ABOUT THIS TASK.
Count the lines below that include the word "AudioPayload" and write that number alone.
- - -
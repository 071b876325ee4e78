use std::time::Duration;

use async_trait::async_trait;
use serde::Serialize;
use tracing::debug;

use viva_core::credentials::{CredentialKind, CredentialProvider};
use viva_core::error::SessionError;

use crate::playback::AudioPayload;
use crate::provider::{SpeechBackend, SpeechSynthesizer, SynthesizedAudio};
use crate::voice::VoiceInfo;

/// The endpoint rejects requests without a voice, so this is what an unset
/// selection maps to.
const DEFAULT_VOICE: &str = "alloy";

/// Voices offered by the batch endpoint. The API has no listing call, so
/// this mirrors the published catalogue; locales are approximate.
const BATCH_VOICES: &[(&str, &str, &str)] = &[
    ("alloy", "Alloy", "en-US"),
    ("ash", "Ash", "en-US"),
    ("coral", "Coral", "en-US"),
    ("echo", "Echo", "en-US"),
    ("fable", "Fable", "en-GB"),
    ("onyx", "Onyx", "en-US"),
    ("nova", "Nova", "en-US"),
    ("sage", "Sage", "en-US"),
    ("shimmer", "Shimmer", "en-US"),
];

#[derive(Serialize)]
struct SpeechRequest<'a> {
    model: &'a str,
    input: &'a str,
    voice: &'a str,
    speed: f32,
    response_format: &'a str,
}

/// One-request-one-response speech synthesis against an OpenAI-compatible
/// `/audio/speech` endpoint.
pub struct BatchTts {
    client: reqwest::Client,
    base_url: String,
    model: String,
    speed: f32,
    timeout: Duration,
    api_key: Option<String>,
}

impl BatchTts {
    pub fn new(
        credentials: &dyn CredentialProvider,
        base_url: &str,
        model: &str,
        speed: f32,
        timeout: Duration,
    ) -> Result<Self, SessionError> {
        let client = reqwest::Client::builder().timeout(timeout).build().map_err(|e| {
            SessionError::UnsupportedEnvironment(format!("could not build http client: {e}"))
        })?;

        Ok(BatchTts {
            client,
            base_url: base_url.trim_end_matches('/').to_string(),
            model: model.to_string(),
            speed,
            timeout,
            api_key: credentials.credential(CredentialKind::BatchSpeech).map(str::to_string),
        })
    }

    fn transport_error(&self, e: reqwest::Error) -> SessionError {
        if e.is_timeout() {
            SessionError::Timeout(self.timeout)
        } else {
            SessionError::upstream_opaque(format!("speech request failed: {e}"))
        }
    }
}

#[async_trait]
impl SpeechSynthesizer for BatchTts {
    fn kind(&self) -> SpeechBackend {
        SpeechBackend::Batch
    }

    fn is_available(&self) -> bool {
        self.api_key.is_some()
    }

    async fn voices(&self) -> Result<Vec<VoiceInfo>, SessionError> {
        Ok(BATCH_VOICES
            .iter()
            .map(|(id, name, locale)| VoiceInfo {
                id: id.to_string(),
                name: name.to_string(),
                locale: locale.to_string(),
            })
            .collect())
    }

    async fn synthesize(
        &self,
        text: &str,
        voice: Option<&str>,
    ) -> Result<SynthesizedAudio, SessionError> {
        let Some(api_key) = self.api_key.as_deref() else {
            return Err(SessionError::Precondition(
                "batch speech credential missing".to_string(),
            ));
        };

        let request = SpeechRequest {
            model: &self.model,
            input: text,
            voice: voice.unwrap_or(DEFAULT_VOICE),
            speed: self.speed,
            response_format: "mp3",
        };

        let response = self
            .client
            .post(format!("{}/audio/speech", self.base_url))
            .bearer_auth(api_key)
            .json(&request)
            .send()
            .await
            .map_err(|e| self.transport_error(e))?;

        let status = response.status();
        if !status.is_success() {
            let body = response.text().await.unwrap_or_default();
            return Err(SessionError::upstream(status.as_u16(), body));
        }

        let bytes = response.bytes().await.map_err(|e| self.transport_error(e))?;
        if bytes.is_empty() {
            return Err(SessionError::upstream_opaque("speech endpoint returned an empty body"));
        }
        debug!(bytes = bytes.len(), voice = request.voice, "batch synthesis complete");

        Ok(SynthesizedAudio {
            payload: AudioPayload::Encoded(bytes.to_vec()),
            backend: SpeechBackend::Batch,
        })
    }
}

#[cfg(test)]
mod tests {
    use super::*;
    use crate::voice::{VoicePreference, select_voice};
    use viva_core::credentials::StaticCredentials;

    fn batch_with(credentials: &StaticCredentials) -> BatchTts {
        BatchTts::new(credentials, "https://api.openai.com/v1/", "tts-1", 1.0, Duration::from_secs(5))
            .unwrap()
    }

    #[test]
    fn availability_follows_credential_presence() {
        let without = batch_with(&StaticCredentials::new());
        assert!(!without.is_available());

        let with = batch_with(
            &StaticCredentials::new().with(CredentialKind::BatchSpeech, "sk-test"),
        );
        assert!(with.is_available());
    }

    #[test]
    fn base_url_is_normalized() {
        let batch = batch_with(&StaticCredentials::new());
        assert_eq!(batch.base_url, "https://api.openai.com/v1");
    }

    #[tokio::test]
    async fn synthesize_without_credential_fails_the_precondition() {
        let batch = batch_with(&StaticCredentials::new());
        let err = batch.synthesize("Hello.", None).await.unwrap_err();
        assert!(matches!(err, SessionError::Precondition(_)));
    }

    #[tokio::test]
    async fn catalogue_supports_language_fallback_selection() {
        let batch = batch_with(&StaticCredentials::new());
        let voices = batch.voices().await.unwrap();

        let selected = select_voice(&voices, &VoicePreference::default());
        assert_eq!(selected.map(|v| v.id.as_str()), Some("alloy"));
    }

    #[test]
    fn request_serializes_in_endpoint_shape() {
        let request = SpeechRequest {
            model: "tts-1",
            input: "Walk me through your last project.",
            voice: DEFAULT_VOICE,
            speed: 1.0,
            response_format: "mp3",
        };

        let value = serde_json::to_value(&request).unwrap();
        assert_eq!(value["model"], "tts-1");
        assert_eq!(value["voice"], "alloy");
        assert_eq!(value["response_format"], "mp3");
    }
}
- - -
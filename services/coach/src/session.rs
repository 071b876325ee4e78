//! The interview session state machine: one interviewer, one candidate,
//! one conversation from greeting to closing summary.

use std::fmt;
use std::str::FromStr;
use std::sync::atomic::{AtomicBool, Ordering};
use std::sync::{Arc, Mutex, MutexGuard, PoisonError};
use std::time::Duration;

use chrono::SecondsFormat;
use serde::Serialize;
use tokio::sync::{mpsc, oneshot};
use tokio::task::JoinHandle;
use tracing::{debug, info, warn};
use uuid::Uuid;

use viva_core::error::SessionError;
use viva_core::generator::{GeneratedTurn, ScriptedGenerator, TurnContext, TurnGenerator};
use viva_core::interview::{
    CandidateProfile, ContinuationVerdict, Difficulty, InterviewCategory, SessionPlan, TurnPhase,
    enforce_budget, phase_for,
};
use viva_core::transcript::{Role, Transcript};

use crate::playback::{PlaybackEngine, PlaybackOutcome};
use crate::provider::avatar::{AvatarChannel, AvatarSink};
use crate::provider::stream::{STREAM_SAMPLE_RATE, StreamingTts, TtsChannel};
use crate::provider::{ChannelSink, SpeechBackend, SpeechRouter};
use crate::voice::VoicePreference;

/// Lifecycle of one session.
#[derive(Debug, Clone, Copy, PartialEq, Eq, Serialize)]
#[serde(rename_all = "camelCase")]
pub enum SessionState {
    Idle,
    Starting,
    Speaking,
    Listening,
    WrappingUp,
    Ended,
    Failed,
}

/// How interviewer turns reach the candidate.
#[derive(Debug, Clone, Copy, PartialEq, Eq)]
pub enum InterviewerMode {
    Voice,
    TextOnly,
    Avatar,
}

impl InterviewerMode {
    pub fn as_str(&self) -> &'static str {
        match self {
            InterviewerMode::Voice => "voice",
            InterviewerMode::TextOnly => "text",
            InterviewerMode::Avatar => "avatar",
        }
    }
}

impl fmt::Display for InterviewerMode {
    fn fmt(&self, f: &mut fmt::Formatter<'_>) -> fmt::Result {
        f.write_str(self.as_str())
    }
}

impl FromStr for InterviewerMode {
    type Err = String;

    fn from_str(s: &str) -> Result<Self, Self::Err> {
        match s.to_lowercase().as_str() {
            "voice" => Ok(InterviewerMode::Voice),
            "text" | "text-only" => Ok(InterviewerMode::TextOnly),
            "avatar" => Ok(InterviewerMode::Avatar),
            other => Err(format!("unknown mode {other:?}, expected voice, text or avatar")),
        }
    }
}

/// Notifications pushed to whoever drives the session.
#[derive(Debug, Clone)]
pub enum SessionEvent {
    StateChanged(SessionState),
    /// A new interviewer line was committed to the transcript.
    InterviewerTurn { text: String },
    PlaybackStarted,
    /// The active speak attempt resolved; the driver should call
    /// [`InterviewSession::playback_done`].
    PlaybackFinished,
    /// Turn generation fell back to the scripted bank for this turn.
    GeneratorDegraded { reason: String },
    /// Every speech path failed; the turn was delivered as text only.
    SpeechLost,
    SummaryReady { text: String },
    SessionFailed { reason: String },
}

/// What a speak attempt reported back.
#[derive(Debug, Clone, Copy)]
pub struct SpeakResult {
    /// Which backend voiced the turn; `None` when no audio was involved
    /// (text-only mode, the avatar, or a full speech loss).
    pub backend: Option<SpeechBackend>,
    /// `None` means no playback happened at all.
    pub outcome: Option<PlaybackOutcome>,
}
- - -
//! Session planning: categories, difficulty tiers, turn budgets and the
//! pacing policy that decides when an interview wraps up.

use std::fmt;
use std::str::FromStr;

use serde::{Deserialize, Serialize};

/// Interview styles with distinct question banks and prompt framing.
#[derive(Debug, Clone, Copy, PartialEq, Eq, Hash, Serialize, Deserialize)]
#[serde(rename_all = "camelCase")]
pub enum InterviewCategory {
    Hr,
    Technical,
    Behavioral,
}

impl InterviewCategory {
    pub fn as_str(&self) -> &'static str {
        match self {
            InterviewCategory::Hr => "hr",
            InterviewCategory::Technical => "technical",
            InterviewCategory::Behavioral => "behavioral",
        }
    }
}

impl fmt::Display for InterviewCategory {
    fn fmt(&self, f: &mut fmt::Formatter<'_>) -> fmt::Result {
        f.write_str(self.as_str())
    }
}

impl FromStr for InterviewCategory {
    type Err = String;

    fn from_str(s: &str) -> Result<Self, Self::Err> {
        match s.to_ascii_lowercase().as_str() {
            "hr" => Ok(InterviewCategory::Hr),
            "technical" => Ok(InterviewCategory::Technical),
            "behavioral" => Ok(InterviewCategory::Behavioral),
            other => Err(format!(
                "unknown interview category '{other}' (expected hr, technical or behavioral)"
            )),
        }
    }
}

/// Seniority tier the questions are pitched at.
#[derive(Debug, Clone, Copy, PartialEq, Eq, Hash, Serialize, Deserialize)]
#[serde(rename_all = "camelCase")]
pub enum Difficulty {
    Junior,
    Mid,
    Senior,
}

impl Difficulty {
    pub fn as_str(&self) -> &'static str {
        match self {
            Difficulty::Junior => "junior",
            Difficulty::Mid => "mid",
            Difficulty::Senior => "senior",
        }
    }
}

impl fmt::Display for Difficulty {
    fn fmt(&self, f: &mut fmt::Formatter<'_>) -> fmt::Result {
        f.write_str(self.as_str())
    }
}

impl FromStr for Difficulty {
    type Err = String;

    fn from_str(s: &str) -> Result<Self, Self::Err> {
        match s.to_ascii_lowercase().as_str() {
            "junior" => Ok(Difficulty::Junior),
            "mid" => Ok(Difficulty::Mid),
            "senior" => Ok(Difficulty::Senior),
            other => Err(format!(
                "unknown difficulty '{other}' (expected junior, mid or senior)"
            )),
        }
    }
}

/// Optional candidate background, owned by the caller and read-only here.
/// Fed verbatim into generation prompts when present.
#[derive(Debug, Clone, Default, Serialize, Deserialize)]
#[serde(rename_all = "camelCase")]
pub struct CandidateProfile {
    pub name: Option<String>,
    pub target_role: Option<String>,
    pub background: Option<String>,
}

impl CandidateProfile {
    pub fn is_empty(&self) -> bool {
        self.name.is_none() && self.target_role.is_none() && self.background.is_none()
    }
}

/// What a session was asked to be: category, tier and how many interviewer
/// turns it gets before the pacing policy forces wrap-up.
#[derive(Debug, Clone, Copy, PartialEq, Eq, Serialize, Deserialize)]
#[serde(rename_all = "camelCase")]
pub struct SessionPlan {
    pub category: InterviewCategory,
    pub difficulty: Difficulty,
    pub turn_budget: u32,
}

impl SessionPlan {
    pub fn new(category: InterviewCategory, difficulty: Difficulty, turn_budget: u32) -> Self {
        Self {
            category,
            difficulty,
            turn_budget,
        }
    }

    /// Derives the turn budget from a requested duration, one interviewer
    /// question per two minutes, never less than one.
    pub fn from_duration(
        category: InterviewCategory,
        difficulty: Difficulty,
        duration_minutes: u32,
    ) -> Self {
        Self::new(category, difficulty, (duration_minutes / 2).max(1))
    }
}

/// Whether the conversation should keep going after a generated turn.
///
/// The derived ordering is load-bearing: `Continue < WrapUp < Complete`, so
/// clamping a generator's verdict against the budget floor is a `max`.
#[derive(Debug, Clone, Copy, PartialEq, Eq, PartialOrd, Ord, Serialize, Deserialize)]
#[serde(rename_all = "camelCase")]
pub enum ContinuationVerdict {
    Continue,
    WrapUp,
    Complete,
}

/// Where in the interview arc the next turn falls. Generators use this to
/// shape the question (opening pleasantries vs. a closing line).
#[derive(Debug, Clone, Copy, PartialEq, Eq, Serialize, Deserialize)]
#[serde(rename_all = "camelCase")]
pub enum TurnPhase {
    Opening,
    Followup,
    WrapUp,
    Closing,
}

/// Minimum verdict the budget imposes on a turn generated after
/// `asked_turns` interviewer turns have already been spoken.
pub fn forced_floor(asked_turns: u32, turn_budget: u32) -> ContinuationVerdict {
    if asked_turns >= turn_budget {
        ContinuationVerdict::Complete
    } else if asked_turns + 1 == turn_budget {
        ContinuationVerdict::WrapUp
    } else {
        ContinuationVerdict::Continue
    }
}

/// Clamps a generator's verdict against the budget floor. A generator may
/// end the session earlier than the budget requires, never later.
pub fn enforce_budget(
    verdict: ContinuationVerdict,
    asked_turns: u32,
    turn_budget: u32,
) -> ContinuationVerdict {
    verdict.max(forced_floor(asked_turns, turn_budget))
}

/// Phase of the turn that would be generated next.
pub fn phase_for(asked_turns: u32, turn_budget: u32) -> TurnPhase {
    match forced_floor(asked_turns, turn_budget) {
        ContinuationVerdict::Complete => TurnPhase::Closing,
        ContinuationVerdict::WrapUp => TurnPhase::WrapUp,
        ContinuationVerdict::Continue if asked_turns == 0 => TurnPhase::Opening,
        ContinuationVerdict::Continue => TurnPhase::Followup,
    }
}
- - -
RESPONSE TO THE TASK.
2